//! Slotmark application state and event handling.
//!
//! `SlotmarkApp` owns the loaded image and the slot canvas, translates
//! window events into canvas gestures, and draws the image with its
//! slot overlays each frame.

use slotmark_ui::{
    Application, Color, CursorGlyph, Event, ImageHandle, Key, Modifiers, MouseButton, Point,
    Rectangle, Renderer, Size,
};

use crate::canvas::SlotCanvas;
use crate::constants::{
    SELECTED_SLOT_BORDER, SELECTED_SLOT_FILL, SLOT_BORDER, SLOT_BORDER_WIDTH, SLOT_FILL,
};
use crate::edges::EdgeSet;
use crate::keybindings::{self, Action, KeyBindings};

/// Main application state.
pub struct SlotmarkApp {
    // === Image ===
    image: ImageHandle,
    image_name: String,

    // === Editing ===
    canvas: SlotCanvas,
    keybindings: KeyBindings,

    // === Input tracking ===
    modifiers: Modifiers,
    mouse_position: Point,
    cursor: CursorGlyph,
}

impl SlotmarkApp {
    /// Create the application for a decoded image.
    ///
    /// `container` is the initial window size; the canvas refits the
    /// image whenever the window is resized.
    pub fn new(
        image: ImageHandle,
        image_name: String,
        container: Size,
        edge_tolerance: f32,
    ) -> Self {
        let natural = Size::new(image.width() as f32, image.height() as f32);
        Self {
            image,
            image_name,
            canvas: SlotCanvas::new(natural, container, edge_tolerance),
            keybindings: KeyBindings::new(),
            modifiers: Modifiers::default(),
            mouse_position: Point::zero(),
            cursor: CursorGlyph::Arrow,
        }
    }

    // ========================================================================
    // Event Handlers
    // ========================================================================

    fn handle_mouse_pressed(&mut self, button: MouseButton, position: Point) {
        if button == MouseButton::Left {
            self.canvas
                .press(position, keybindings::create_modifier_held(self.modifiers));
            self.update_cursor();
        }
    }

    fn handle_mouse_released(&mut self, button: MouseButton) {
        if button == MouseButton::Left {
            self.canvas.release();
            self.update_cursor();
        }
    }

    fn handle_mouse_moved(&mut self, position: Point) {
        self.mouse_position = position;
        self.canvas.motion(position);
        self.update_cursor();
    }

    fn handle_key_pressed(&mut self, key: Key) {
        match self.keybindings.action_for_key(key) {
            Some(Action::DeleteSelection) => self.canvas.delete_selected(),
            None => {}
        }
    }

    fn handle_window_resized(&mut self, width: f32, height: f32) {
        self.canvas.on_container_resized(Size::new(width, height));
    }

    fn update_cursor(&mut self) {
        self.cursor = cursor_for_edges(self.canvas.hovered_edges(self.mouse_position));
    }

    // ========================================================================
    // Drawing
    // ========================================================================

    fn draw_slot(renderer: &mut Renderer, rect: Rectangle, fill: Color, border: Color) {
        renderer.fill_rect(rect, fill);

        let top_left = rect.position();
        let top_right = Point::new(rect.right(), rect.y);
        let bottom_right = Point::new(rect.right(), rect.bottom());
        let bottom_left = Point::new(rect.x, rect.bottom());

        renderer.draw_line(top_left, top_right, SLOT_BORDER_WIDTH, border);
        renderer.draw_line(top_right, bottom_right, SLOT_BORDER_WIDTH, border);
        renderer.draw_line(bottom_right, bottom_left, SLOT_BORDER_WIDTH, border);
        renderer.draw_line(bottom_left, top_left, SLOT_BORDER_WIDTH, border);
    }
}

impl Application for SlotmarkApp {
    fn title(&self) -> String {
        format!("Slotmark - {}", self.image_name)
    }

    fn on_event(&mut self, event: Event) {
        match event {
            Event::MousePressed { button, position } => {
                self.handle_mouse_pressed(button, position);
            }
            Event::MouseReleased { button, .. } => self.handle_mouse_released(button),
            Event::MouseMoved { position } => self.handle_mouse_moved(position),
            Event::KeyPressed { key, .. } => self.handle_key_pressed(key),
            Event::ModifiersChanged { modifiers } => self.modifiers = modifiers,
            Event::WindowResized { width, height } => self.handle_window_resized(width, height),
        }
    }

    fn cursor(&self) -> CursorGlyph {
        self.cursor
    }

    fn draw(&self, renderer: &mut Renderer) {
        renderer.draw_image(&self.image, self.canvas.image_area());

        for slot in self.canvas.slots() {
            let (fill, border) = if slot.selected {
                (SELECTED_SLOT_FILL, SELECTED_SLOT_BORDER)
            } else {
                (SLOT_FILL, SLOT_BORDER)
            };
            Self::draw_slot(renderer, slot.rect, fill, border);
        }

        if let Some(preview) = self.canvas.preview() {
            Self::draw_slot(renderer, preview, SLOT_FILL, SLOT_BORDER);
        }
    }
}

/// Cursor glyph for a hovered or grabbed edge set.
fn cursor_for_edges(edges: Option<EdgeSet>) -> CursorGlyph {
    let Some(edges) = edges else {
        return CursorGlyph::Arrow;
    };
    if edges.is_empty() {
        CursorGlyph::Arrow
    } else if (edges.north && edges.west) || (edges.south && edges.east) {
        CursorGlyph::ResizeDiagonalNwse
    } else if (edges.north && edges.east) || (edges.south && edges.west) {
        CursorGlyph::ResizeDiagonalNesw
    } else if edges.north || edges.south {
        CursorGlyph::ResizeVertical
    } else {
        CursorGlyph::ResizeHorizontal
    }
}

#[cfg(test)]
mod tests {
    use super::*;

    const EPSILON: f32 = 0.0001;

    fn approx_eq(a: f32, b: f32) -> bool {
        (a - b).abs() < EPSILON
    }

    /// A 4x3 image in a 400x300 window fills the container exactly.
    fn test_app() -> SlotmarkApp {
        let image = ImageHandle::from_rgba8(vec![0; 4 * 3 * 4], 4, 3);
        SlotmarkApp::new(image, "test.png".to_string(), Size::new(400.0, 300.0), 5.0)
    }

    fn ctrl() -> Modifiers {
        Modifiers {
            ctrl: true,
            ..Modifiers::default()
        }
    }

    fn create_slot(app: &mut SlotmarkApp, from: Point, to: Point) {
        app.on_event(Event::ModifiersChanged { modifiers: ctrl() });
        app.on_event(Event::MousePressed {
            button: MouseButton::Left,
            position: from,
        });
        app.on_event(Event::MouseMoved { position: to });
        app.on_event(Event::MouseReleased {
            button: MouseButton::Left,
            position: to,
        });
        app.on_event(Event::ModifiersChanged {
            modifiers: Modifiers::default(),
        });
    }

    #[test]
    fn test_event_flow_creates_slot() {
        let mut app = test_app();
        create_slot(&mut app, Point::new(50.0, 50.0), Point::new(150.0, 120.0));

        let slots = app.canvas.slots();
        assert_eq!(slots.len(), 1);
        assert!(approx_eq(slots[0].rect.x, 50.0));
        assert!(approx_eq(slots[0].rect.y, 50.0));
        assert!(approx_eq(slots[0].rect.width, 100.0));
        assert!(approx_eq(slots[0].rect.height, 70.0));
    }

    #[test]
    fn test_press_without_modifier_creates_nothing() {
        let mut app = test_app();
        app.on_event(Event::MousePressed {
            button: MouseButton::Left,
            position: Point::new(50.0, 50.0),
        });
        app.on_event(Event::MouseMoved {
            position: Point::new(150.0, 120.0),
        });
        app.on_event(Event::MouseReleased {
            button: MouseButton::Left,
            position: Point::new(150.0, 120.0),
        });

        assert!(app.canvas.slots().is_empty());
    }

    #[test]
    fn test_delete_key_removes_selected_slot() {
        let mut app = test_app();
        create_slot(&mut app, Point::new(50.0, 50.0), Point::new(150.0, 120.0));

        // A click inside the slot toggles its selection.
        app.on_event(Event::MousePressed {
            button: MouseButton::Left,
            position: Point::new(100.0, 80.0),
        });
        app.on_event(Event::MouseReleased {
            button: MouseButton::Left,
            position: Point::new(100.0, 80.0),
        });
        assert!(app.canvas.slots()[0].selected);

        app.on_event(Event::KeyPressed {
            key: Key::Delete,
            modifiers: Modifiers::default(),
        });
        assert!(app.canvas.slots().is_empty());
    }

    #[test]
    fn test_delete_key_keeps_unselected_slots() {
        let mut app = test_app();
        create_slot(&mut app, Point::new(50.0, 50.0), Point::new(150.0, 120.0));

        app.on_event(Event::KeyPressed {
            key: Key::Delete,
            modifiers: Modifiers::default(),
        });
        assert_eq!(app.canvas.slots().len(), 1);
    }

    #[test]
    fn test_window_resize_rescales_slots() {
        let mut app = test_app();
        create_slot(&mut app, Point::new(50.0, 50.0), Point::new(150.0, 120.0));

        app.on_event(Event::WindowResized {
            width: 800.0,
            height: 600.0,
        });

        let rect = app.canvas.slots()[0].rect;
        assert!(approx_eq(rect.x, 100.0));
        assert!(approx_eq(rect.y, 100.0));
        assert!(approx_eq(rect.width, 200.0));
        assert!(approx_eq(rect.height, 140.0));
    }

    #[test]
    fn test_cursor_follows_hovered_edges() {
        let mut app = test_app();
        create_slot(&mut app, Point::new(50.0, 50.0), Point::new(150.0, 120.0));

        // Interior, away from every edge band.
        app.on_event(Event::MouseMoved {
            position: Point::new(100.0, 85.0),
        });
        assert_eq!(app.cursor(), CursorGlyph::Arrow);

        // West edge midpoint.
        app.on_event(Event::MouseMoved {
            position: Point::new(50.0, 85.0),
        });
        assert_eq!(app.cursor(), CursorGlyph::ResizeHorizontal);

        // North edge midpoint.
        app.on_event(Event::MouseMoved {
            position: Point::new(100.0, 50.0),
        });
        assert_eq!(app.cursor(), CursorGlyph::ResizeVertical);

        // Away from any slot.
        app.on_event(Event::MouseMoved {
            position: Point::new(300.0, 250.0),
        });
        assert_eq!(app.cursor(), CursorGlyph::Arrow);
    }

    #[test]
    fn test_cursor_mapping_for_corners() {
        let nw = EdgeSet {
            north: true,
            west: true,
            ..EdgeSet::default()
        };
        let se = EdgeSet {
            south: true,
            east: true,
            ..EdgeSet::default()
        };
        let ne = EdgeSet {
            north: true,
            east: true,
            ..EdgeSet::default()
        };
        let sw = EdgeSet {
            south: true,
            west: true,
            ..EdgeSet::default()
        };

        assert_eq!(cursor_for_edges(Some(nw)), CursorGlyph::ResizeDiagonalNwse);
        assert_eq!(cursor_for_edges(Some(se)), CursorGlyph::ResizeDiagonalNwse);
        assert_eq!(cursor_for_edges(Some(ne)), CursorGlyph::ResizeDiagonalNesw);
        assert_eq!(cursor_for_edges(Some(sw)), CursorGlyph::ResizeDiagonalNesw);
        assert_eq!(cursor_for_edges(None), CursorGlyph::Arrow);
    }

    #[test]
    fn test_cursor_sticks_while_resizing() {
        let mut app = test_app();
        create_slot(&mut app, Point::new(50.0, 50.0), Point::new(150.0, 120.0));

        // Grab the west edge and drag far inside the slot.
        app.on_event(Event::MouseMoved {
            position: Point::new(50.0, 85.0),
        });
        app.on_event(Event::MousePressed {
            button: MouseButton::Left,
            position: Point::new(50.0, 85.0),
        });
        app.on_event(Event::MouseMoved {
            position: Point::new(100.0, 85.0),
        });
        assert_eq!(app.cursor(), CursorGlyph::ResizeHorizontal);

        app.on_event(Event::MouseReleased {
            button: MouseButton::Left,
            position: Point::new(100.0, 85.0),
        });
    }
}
━━━━━━
The problem:
Please show every line above that includes the word "crate".

Result for this exercise:
use crate::canvas::SlotCanvas;
use crate::constants::{
use crate::edges::EdgeSet;
use crate::keybindings::{self, Action, KeyBindings};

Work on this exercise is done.